Please list all lines of the material below in which the string "both" occurs.

====== MATERIAL SHOWN

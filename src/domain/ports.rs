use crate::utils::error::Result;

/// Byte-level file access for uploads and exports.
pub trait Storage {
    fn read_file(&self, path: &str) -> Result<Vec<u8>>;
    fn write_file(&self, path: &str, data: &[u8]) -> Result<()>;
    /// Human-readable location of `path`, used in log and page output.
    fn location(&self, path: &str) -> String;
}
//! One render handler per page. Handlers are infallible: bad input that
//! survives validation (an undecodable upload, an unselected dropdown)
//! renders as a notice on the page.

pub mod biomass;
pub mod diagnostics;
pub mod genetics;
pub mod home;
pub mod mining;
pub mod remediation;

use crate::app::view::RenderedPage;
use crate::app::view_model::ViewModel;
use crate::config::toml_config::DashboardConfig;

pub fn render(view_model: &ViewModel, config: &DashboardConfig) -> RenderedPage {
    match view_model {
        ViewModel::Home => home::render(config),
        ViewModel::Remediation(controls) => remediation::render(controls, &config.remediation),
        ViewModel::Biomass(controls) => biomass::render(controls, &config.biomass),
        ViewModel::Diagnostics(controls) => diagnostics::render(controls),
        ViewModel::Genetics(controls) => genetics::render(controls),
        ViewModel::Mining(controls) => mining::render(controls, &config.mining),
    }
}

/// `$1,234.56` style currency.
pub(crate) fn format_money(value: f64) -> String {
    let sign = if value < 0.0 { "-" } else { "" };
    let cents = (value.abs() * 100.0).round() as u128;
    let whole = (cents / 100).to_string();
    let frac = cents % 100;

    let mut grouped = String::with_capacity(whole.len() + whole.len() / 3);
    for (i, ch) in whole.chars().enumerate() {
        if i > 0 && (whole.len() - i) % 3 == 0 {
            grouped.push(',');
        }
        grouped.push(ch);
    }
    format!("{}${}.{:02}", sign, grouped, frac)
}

============
====== MATERIAL SHOWN

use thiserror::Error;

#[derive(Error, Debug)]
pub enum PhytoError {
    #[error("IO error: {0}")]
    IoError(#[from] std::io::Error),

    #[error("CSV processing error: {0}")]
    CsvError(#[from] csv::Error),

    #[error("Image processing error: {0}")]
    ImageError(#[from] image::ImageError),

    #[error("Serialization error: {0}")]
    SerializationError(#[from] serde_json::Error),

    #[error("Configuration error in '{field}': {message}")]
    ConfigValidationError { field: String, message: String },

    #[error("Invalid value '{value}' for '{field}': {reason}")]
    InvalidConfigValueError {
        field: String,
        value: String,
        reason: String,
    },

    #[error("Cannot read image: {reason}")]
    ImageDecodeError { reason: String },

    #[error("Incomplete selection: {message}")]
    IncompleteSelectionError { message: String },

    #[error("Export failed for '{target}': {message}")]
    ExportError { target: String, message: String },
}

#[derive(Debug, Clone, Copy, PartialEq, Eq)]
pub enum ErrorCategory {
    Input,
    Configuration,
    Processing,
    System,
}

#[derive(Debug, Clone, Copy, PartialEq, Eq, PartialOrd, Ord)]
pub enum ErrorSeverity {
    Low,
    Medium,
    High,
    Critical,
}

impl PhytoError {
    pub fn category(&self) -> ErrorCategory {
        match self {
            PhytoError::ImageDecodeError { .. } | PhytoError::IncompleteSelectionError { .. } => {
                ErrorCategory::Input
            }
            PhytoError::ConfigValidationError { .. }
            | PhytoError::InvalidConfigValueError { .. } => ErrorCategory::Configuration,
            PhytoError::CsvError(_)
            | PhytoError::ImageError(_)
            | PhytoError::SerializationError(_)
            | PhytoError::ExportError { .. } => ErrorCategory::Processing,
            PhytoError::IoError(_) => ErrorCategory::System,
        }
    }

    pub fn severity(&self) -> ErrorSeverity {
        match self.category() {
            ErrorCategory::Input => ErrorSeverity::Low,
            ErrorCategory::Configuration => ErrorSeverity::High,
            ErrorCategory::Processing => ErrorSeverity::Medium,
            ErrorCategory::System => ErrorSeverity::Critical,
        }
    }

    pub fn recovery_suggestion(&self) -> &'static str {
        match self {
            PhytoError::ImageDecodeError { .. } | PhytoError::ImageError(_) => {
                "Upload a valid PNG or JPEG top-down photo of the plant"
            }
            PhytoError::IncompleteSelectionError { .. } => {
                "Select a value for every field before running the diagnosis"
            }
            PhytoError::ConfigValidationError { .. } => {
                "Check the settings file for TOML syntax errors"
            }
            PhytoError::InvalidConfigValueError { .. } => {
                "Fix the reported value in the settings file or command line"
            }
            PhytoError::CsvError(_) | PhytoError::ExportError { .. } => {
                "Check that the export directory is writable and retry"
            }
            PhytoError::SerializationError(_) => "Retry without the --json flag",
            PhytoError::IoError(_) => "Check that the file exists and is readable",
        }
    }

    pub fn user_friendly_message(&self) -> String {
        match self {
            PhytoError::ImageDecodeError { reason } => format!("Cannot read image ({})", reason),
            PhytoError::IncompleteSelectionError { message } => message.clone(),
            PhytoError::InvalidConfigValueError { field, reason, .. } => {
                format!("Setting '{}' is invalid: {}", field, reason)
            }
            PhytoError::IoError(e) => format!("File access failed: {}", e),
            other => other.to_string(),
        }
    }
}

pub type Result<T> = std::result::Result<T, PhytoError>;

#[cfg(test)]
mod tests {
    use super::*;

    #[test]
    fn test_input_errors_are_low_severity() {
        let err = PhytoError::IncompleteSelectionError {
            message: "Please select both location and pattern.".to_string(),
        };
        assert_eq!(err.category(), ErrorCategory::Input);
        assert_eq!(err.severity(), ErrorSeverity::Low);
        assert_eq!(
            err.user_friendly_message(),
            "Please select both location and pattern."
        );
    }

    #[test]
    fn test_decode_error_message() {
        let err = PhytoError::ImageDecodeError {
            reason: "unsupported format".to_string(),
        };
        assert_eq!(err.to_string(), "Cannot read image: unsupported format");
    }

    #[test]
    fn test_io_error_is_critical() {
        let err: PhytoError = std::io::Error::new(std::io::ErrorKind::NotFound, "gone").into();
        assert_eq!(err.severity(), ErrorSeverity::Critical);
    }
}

============
====== MATERIAL SHOWN

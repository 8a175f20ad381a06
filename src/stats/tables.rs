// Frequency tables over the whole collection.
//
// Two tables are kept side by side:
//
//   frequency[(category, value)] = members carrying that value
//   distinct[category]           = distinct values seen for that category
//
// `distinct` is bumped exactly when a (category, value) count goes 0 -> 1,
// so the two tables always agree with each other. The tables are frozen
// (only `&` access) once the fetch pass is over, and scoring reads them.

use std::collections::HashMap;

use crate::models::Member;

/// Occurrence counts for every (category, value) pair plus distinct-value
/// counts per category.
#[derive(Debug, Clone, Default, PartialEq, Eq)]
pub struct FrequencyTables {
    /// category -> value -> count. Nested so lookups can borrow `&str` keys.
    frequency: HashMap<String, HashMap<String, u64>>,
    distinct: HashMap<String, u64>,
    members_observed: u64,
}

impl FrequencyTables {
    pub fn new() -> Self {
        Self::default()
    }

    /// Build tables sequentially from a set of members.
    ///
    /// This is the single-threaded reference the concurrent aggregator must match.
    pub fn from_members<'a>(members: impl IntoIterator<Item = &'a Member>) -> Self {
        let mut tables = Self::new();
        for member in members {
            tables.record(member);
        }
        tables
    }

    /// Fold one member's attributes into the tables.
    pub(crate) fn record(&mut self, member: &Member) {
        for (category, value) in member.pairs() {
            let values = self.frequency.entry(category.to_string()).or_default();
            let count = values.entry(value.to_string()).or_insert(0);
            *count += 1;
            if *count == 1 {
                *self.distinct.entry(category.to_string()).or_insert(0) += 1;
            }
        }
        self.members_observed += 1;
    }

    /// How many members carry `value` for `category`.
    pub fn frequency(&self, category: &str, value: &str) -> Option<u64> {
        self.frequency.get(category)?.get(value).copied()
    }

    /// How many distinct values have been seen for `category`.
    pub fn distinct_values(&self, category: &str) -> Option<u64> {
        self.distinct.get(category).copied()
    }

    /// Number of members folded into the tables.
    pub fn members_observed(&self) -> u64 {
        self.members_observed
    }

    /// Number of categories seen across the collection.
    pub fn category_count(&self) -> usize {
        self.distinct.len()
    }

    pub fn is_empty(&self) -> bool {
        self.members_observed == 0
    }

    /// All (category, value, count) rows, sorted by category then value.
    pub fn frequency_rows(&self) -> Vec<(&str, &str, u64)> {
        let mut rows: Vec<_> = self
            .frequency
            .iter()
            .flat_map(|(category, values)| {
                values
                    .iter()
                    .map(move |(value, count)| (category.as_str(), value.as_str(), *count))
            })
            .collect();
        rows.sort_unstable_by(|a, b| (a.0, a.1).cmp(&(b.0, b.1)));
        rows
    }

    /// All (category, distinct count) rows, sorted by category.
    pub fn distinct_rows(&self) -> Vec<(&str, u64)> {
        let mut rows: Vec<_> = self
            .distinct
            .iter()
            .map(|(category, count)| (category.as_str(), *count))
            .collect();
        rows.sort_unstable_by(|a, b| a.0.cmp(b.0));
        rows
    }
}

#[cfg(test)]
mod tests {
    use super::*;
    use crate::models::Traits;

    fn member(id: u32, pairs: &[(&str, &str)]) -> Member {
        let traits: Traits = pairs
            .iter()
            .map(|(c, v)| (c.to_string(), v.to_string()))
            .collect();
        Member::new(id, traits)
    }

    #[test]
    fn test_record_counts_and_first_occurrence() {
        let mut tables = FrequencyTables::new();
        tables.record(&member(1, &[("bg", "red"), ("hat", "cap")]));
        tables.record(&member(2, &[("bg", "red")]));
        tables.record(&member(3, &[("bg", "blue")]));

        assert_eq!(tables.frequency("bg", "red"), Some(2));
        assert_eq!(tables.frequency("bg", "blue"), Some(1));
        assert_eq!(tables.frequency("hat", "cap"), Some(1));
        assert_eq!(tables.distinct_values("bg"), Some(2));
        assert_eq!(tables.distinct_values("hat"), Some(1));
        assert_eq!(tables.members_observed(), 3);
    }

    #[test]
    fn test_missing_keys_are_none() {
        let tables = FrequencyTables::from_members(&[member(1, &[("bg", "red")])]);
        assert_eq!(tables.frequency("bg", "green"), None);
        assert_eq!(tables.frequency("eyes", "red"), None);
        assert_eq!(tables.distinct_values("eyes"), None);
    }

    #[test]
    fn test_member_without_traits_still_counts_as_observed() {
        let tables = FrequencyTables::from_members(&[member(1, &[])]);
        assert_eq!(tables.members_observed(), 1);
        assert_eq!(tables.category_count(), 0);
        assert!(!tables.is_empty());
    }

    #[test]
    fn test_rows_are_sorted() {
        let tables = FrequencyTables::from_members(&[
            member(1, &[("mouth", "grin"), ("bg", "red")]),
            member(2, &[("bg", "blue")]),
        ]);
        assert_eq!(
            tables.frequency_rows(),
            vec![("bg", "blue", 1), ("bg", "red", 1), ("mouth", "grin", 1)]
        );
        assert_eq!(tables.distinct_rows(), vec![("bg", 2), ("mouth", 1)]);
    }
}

============

SOLUTION TO THIS TASK:
            message: "Please select both location and pattern.".to_string(),
            "Please select both location and pattern."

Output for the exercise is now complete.